Matt Finn was a projected first-round pick in 2012, but fell to the second round with the Leafs snatching up the defender at 35th overall. Finn is an Etobicoke native and a lifelong Leafs fan, with family ties to the organization. He is the cousin of former Leafs first-round pick and injury reservist Carlo Colaiacavo. Finn is known for his leadership qualities, as he is in his second season as captain, and was an alternate captain in his draft year. Finn has started the season well, posting 10 points in 10 games on Guelph’s top pairing. He also leads defensemen on his team in plus/minus with a rating of plus-10. Finn’s strengths are his hockey IQ and two-way ability, which are said to be very high-end. Many people have brought up that Finn has injury “troubles”, but I disagree.

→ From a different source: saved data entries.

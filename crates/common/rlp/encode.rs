use bytes::BufMut;
use bytes::Bytes;
use ethereum_types::{Address, Bloom, H256, H64, U256};

use super::constants::{RLP_EMPTY_LIST, RLP_NULL};

/// Function for encoding a value to RLP.
/// For encoding the value into a buffer directly, use [`RLPEncode::encode`].
pub fn encode<T: RLPEncode>(value: T) -> Vec<u8> {
    let mut buf = Vec::new();
    value.encode(&mut buf);
    buf
}

pub trait RLPEncode {
    fn encode(&self, buf: &mut dyn BufMut);

    fn encode_to_vec(&self) -> Vec<u8> {
        let mut buf = Vec::new();
        self.encode(&mut buf);
        buf
    }
}

/// Writes the RLP prefix for a list payload of `total_len` bytes.
pub fn encode_length(total_len: usize, buf: &mut dyn BufMut) {
    if total_len < 56 {
        buf.put_u8(RLP_EMPTY_LIST + total_len as u8);
    } else {
        let be_len: Vec<u8> = total_len
            .to_be_bytes()
            .into_iter()
            .skip_while(|x| *x == 0)
            .collect();
        buf.put_u8(0xf7 + be_len.len() as u8);
        buf.put_slice(&be_len);
    }
}

/// Encodes a byte string with its RLP prefix.
pub fn encode_bytes(bytes: &[u8], buf: &mut dyn BufMut) {
    match bytes {
        [single] if *single < RLP_NULL => buf.put_u8(*single),
        _ if bytes.len() < 56 => {
            buf.put_u8(RLP_NULL + bytes.len() as u8);
            buf.put_slice(bytes);
        }
        _ => {
            let be_len: Vec<u8> = bytes
                .len()
                .to_be_bytes()
                .into_iter()
                .skip_while(|x| *x == 0)
                .collect();
            buf.put_u8(0xb7 + be_len.len() as u8);
            buf.put_slice(&be_len);
            buf.put_slice(bytes);
        }
    }
}

// Unsigned integers encode as their big-endian bytes with leading zeros stripped.
fn encode_unsigned(value_be: &[u8], buf: &mut dyn BufMut) {
    let first_nonzero = value_be.iter().position(|x| *x != 0);
    match first_nonzero {
        None => buf.put_u8(RLP_NULL),
        Some(i) => encode_bytes(&value_be[i..], buf),
    }
}

impl RLPEncode for bool {
    fn encode(&self, buf: &mut dyn BufMut) {
        if *self {
            buf.put_u8(0x01);
        } else {
            buf.put_u8(RLP_NULL);
        }
    }
}

macro_rules! impl_encode_uint {
    ($($t:ty),*) => {
        $(impl RLPEncode for $t {
            fn encode(&self, buf: &mut dyn BufMut) {
                encode_unsigned(&self.to_be_bytes(), buf);
            }
        })*
    };
}

impl_encode_uint!(u8, u16, u32, u64, usize, u128);

impl RLPEncode for U256 {
    fn encode(&self, buf: &mut dyn BufMut) {
        encode_unsigned(&self.to_big_endian(), buf);
    }
}

impl RLPEncode for () {
    fn encode(&self, buf: &mut dyn BufMut) {
        buf.put_u8(RLP_NULL);
    }
}

impl RLPEncode for Bytes {
    fn encode(&self, buf: &mut dyn BufMut) {
        encode_bytes(self, buf);
    }
}

impl RLPEncode for str {
    fn encode(&self, buf: &mut dyn BufMut) {
        encode_bytes(self.as_bytes(), buf);
    }
}

impl RLPEncode for String {
    fn encode(&self, buf: &mut dyn BufMut) {
        encode_bytes(self.as_bytes(), buf);
    }
}

impl<const N: usize> RLPEncode for [u8; N] {
    fn encode(&self, buf: &mut dyn BufMut) {
        encode_bytes(self, buf);
    }
}

impl RLPEncode for Address {
    fn encode(&self, buf: &mut dyn BufMut) {
        encode_bytes(self.as_bytes(), buf);
    }
}

impl RLPEncode for H256 {
    fn encode(&self, buf: &mut dyn BufMut) {
        encode_bytes(self.as_bytes(), buf);
    }
}

impl RLPEncode for H64 {
    fn encode(&self, buf: &mut dyn BufMut) {
        encode_bytes(self.as_bytes(), buf);
    }
}

impl RLPEncode for Bloom {
    fn encode(&self, buf: &mut dyn BufMut) {
        encode_bytes(self.as_bytes(), buf);
    }
}

impl<T: RLPEncode> RLPEncode for Vec<T> {
    fn encode(&self, buf: &mut dyn BufMut) {
        self.as_slice().encode(buf)
    }
}

impl<T: RLPEncode> RLPEncode for [T] {
    fn encode(&self, buf: &mut dyn BufMut) {
        let mut payload = Vec::new();
        for item in self {
            item.encode(&mut payload);
        }
        encode_length(payload.len(), buf);
        buf.put_slice(&payload);
    }
}

impl<T: RLPEncode + ?Sized> RLPEncode for &T {
    fn encode(&self, buf: &mut dyn BufMut) {
        (**self).encode(buf)
    }
}

#[cfg(test)]
mod tests {
    use super::*;
    use hex_literal::hex;

    #[test]
    fn encode_integers() {
        assert_eq!(encode(0u64), vec![0x80]);
        assert_eq!(encode(15u64), vec![0x0f]);
        assert_eq!(encode(1024u64), vec![0x82, 0x04, 0x00]);
        assert_eq!(encode(U256::zero()), vec![0x80]);
        assert_eq!(encode(U256::from(127)), vec![0x7f]);
    }

    #[test]
    fn encode_strings() {
        assert_eq!(encode("dog"), vec![0x83, b'd', b'o', b'g']);
        assert_eq!(encode(""), vec![0x80]);
        let lorem = "Lorem ipsum dolor sit amet, consectetur adipisicing elit";
        let mut expected = vec![0xb8, 0x38];
        expected.extend_from_slice(lorem.as_bytes());
        assert_eq!(encode(lorem), expected);
    }

    #[test]
    fn encode_lists() {
        // [ "cat", "dog" ]
        let list = vec!["cat".to_string(), "dog".to_string()];
        assert_eq!(
            encode(list),
            vec![0xc8, 0x83, b'c', b'a', b't', 0x83, b'd', b'o', b'g']
        );
        let empty: Vec<String> = vec![];
        assert_eq!(encode(empty), vec![0xc0]);
    }

    #[test]
    fn encode_hashes() {
        let h = H256::from(hex!(
            "8ae0a0b9deea3e5399c0b21dae015e298b461050f1cb06c4f0016da84ca8cdf7"
        ));
        let encoded = encode(h);
        assert_eq!(encoded[0], 0xa0);
        assert_eq!(&encoded[1..], h.as_bytes());
    }
}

It’s not uncommon for young men still growing into their bodies to miss a few games to the various bumps and bruises of a hockey season, and Finn’s only long-term stay on injured reserve was from a bout with mononucleosis, rather than an injury which is likely to reoccur. All in all, I think he’s a very good prospect for the Leafs to have, could be a top-four guy within the next few years.
Toninato is one of the many NCAA players in the Toronto Maple Leafs system. He was drafted out of the Minnesota high school league, and moved up to the USHL where he played for the Fargo Force. He helped the Force win a championship, leading the team in scoring with 70 points In 67 games, good for eighth in the league. For reference, the USHL is comparable in calibre of play to the BCHL, but with a more defensive and physical style. Now, Toninato plays for the University of Minnesota-Duluth. He is just four games into the season, and has registered one assist and no goals, with 17 minutes in penalties. Toninato is a three-zone centre who plays on both the power play and penalty kill. He has some bulking up to do to be a good two-way centre in the NHL, as he’s only listed at 6-foot-1 and 180 pounds.

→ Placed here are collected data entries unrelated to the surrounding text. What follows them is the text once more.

use crate::{
    constants::STACK_LIMIT,
    errors::{ExceptionalHalt, VMError},
    memory::Memory,
    opcodes::Opcode,
};
use bytes::Bytes;
use ethereum_types::{Address, U256};
use hearth_common::types::TxLogEntry;
use rustc_hash::FxHashSet;

/// The 1024-word EVM operand stack.
#[derive(Debug, Clone, Default)]
pub struct Stack {
    values: Vec<U256>,
}

impl Stack {
    pub fn len(&self) -> usize {
        self.values.len()
    }

    pub fn is_empty(&self) -> bool {
        self.values.is_empty()
    }

    pub fn push(&mut self, value: U256) -> Result<(), VMError> {
        if self.values.len() >= STACK_LIMIT {
            return Err(ExceptionalHalt::StackOverflow.into());
        }
        self.values.push(value);
        Ok(())
    }

    pub fn push_zero(&mut self) -> Result<(), VMError> {
        self.push(U256::zero())
    }

    pub fn pop1(&mut self) -> Result<U256, VMError> {
        self.values
            .pop()
            .ok_or(ExceptionalHalt::StackUnderflow.into())
    }

    /// Pops `N` values at once, top of the stack first.
    pub fn pop<const N: usize>(&mut self) -> Result<[U256; N], VMError> {
        if self.values.len() < N {
            return Err(ExceptionalHalt::StackUnderflow.into());
        }
        let mut popped = [U256::zero(); N];
        for value in popped.iter_mut() {
            *value = self.values.pop().ok_or(ExceptionalHalt::StackUnderflow)?;
        }
        Ok(popped)
    }

    /// Duplicates the `depth`-th value from the top (DUP1..DUP16).
    pub fn dup(&mut self, depth: usize) -> Result<(), VMError> {
        let index = self
            .values
            .len()
            .checked_sub(depth)
            .ok_or(ExceptionalHalt::StackUnderflow)?;
        let value = self.values[index];
        self.push(value)
    }

    /// Swaps the top with the `depth`-th value below it (SWAP1..SWAP16).
    pub fn swap(&mut self, depth: usize) -> Result<(), VMError> {
        let top = self
            .values
            .len()
            .checked_sub(1)
            .ok_or(ExceptionalHalt::StackUnderflow)?;
        let other = top
            .checked_sub(depth)
            .ok_or(ExceptionalHalt::StackUnderflow)?;
        self.values.swap(top, other);
        Ok(())
    }
}

/// Execution context of one call or creation, owning its stack, memory
/// and gas budget.
#[derive(Debug, Clone)]
pub struct CallFrame {
    /// Whose storage and balance the code acts on ("owner" address).
    pub to: Address,
    /// Where the running bytecode was loaded from. Differs from `to` for
    /// CALLCODE and DELEGATECALL.
    pub code_address: Address,
    pub msg_sender: Address,
    pub msg_value: U256,
    pub bytecode: Bytes,
    pub calldata: Bytes,
    pub gas_limit: u64,
    pub gas_remaining: u64,
    pub pc: usize,
    pub stack: Stack,
    pub memory: Memory,
    pub logs: Vec<TxLogEntry>,
    /// RETURN/REVERT payload of this frame.
    pub output: Bytes,
    /// Return data of the last completed subcall.
    pub sub_return_data: Bytes,
    pub is_static: bool,
    pub is_create: bool,
    pub depth: usize,
    /// Where the parent wants this frame's return data copied.
    pub ret_offset: usize,
    pub ret_size: usize,
    valid_jump_targets: FxHashSet<usize>,
}

impl CallFrame {
    #[allow(clippy::too_many_arguments)]
    pub fn new(
        msg_sender: Address,
        to: Address,
        code_address: Address,
        bytecode: Bytes,
        msg_value: U256,
        calldata: Bytes,
        is_static: bool,
        gas_limit: u64,
        depth: usize,
        is_create: bool,
        ret_offset: usize,
        ret_size: usize,
    ) -> Self {
        let valid_jump_targets = compute_valid_jump_targets(&bytecode);
        Self {
            msg_sender,
            to,
            code_address,
            bytecode,
            msg_value,
            calldata,
            gas_limit,
            gas_remaining: gas_limit,
            pc: 0,
            stack: Stack::default(),
            memory: Memory::new(),
            logs: Vec::new(),
            output: Bytes::new(),
            sub_return_data: Bytes::new(),
            is_static,
            is_create,
            depth,
            ret_offset,
            ret_size,
            valid_jump_targets,
        }
    }

    /// Charges gas against this frame, halting on exhaustion.
    pub fn increase_consumed_gas(&mut self, gas: u64) -> Result<(), VMError> {
        self.gas_remaining = self
            .gas_remaining
            .checked_sub(gas)
            .ok_or(ExceptionalHalt::OutOfGas)?;
        Ok(())
    }

    pub fn gas_used(&self) -> u64 {
        self.gas_limit.saturating_sub(self.gas_remaining)
    }

    /// The byte at the program counter; running past the end is STOP.
    pub fn next_opcode(&self) -> u8 {
        self.bytecode
            .get(self.pc)
            .copied()
            .unwrap_or(Opcode::STOP as u8)
    }

    /// A jump may only land on a JUMPDEST that is not part of a push
    /// literal.
    pub fn is_valid_jump_target(&self, target: usize) -> bool {
        self.valid_jump_targets.contains(&target)
    }
}

/// Scans the bytecode for JUMPDEST positions, skipping push immediates.
fn compute_valid_jump_targets(bytecode: &[u8]) -> FxHashSet<usize> {
    let mut targets = FxHashSet::default();
    let mut pc = 0;
    while let Some(&byte) = bytecode.get(pc) {
        if byte == Opcode::JUMPDEST as u8 {
            targets.insert(pc);
        }
        let push_size = if (Opcode::PUSH1 as u8..=Opcode::PUSH32 as u8).contains(&byte) {
            (byte - Opcode::PUSH1 as u8) as usize + 1
        } else {
            0
        };
        pc += 1 + push_size;
    }
    targets
}

#[cfg(test)]
mod tests {
    use super::*;

    #[test]
    fn stack_limit_enforced() {
        let mut stack = Stack::default();
        for i in 0..STACK_LIMIT {
            stack.push(U256::from(i)).unwrap();
        }
        assert!(matches!(
            stack.push(U256::zero()),
            Err(VMError::ExceptionalHalt(ExceptionalHalt::StackOverflow))
        ));
    }

    #[test]
    fn stack_underflow_on_empty_pop() {
        let mut stack = Stack::default();
        assert!(matches!(
            stack.pop1(),
            Err(VMError::ExceptionalHalt(ExceptionalHalt::StackUnderflow))
        ));
    }

    #[test]
    fn multi_pop_order_is_top_first() {
        let mut stack = Stack::default();
        stack.push(U256::from(1)).unwrap();
        stack.push(U256::from(2)).unwrap();
        stack.push(U256::from(3)).unwrap();
        let [a, b] = stack.pop().unwrap();
        assert_eq!(a, U256::from(3));
        assert_eq!(b, U256::from(2));
        assert_eq!(stack.len(), 1);
    }

    #[test]
    fn dup_and_swap() {
        let mut stack = Stack::default();
        stack.push(U256::from(10)).unwrap();
        stack.push(U256::from(20)).unwrap();
        stack.dup(2).unwrap();
        assert_eq!(stack.pop1().unwrap(), U256::from(10));
        stack.swap(1).unwrap();
        assert_eq!(stack.pop1().unwrap(), U256::from(10));
        assert_eq!(stack.pop1().unwrap(), U256::from(20));
    }

    #[test]
    fn jumpdest_inside_push_literal_is_invalid() {
        // PUSH2 0x5b5b JUMPDEST
        let bytecode = Bytes::from(vec![0x61, 0x5b, 0x5b, 0x5b]);
        let targets = compute_valid_jump_targets(&bytecode);
        assert!(!targets.contains(&1));
        assert!(!targets.contains(&2));
        assert!(targets.contains(&3));
    }
}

One of the most intriguing prospects in the organization, Brown is a Toronto native who plays for the Erie Otters of the OHL. He gained some recognition in his draft year for posting a minus-72 rating over the course of the season. Erie was 10-52-0-6 on the season, so Brown’s dreadful plus/minus is somewhat understandable. Brown is a smaller, skilled forward who has great offensive instincts but is said to be a work in progress as far as skating and defense go. Brown has been something of a mentor for projected first-overall pick Connor McDavid, the two have played together since McDavid began his rookie season. Further showing his leadership role, he has been Erie’s captain for the past two seasons. Right now, Brown is in the midst of a fantastic season with Erie. Playing alongside Connor McDavid and Washington Capitals first-round pick Andre Burakovsky, Brown has put up 29 points in just 12 game, good for the league lead. Is this a sign of great things for Brown or simply an older player dominating younger opposition? Only time will tell, when he (like with most underage prospects) gets a look with the Marlies after the junior season we should get our first real look at what Brown will be able to do as a pro.

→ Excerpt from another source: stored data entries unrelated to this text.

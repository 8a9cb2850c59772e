use bytes::Bytes;
use ethereum_types::{H256, U256};
use hearth_common::types::AccountInfo;
use rustc_hash::FxHashMap;

/// A storage slot as seen during a transaction: the value at the start of
/// the transaction and the value now.
#[derive(Debug, Clone, Copy, Default, PartialEq, Eq)]
pub struct StorageSlot {
    pub original_value: U256,
    pub current_value: U256,
}

impl StorageSlot {
    pub fn is_dirty(&self) -> bool {
        self.original_value != self.current_value
    }
}

/// An account as held in the world-state cache, code loaded.
#[derive(Debug, Clone, Default, PartialEq, Eq)]
pub struct Account {
    pub info: AccountInfo,
    pub code: Bytes,
    pub storage: FxHashMap<H256, StorageSlot>,
}

impl Account {
    pub fn new(info: AccountInfo, code: Bytes) -> Self {
        Self {
            info,
            code,
            storage: FxHashMap::default(),
        }
    }

    pub fn has_code(&self) -> bool {
        !self.code.is_empty()
    }

    /// EIP-161 emptiness: no nonce, no balance, no code.
    pub fn is_empty(&self) -> bool {
        self.info.nonce == 0 && self.info.balance.is_zero() && !self.has_code()
    }

    /// A CREATE targeting this account collides when it already carries
    /// code or a nonce.
    pub fn create_would_collide(&self) -> bool {
        self.has_code() || self.info.nonce != 0
    }
}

Rupert plays centre for the London Knights, alongside brother Matt, who has been invited to two Leafs training camps as well. Ryan is a feisty, shift-disturbing player. Just 5-foot-9, Rupert is known for playing an agitator’s style, drawing comparisons to Montreal’s Brendan Gallagher. Honestly, I’m not as enthused with Rupert as many are, as I don’t think he’s skilled enough to overcome his size. Hopefully he proves me wrong, but the road to the NHL for an undersized bottom-six player is a hard one.
Loov is one of a handful of late-round Swedish defense prospects in the Leafs’ system, alongside Petter Granberg and Tom Nilsson. Loov is often compared to Carl Gunnarsson; whether this is because they actually play similar styles or because Gunnarsson is the only Swedish defenseman the Leafs have to compare Loov to is yet to be seen. Loov is said to be a strong two-way defenseman with good size, attitude and a mean streak. He’s a big hitter, and has received a few match penalties for charging and hits to the head. Loov is under contract with Modo of the Swedish league for the next couple seasons, so it should be a while before we see Loov in the blue and white.